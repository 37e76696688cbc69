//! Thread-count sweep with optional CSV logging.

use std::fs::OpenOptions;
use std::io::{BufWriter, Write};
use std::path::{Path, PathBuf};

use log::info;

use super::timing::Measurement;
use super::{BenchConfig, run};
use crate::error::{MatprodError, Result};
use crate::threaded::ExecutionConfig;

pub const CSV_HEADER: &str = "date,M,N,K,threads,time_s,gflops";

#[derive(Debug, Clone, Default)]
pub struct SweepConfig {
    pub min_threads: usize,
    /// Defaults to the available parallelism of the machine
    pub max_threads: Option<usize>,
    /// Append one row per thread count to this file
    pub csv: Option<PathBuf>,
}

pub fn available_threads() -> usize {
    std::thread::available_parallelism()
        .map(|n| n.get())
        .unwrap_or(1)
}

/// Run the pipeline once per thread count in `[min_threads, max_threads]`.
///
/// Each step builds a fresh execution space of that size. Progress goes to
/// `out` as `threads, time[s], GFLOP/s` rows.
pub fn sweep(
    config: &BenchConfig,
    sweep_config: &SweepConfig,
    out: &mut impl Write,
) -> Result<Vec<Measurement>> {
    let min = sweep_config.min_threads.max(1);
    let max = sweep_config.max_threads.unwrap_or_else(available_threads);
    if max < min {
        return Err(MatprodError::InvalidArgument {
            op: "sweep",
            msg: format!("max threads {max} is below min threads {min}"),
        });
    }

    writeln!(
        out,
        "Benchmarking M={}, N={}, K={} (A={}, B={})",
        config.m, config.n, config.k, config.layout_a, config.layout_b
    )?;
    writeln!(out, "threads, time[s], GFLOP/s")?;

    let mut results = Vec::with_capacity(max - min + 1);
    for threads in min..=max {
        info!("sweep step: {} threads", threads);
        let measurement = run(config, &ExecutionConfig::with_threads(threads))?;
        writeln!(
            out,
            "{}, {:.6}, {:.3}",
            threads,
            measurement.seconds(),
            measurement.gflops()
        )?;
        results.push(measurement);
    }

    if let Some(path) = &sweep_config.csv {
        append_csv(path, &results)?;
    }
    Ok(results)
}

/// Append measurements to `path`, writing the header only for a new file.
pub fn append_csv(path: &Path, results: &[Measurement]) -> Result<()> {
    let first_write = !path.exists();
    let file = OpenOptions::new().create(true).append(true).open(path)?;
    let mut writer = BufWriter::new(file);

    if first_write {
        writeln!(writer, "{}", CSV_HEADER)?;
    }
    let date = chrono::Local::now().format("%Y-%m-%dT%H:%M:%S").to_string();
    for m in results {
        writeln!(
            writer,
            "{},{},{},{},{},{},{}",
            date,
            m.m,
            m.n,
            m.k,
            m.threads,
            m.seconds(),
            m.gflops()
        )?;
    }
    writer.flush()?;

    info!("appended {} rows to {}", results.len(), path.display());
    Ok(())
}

#### Requirement
Retype all of the lines shown above, keeping each one exact.

#### Output of the task
repository 37e76696688cbc69
//! Thread-count sweep with optional CSV logging.

use std::fs::OpenOptions;
use std::io::{BufWriter, Write};
use std::path::{Path, PathBuf};

use log::info;

use super::timing::Measurement;
use super::{BenchConfig, run};
use crate::error::{MatprodError, Result};
use crate::threaded::ExecutionConfig;

pub const CSV_HEADER: &str = "date,M,N,K,threads,time_s,gflops";

#[derive(Debug, Clone, Default)]
pub struct SweepConfig {
    pub min_threads: usize,
    /// Defaults to the available parallelism of the machine
    pub max_threads: Option<usize>,
    /// Append one row per thread count to this file
    pub csv: Option<PathBuf>,
}

pub fn available_threads() -> usize {
    std::thread::available_parallelism()
        .map(|n| n.get())
        .unwrap_or(1)
}

/// Run the pipeline once per thread count in `[min_threads, max_threads]`.
///
/// Each step builds a fresh execution space of that size. Progress goes to
/// `out` as `threads, time[s], GFLOP/s` rows.
pub fn sweep(
    config: &BenchConfig,
    sweep_config: &SweepConfig,
    out: &mut impl Write,
) -> Result<Vec<Measurement>> {
    let min = sweep_config.min_threads.max(1);
    let max = sweep_config.max_threads.unwrap_or_else(available_threads);
    if max < min {
        return Err(MatprodError::InvalidArgument {
            op: "sweep",
            msg: format!("max threads {max} is below min threads {min}"),
        });
    }

    writeln!(
        out,
        "Benchmarking M={}, N={}, K={} (A={}, B={})",
        config.m, config.n, config.k, config.layout_a, config.layout_b
    )?;
    writeln!(out, "threads, time[s], GFLOP/s")?;

    let mut results = Vec::with_capacity(max - min + 1);
    for threads in min..=max {
        info!("sweep step: {} threads", threads);
        let measurement = run(config, &ExecutionConfig::with_threads(threads))?;
        writeln!(
            out,
            "{}, {:.6}, {:.3}",
            threads,
            measurement.seconds(),
            measurement.gflops()
        )?;
        results.push(measurement);
    }

    if let Some(path) = &sweep_config.csv {
        append_csv(path, &results)?;
    }
    Ok(results)
}

/// Append measurements to `path`, writing the header only for a new file.
pub fn append_csv(path: &Path, results: &[Measurement]) -> Result<()> {
    let first_write = !path.exists();
    let file = OpenOptions::new().create(true).append(true).open(path)?;
    let mut writer = BufWriter::new(file);

    if first_write {
        writeln!(writer, "{}", CSV_HEADER)?;
    }
    let date = chrono::Local::now().format("%Y-%m-%dT%H:%M:%S").to_string();
    for m in results {
        writeln!(
            writer,
            "{},{},{},{},{},{},{}",
            date,
            m.m,
            m.n,
            m.k,
            m.threads,
            m.seconds(),
            m.gflops()
        )?;
    }
    writer.flush()?;

    info!("appended {} rows to {}", results.len(), path.display());
    Ok(())
}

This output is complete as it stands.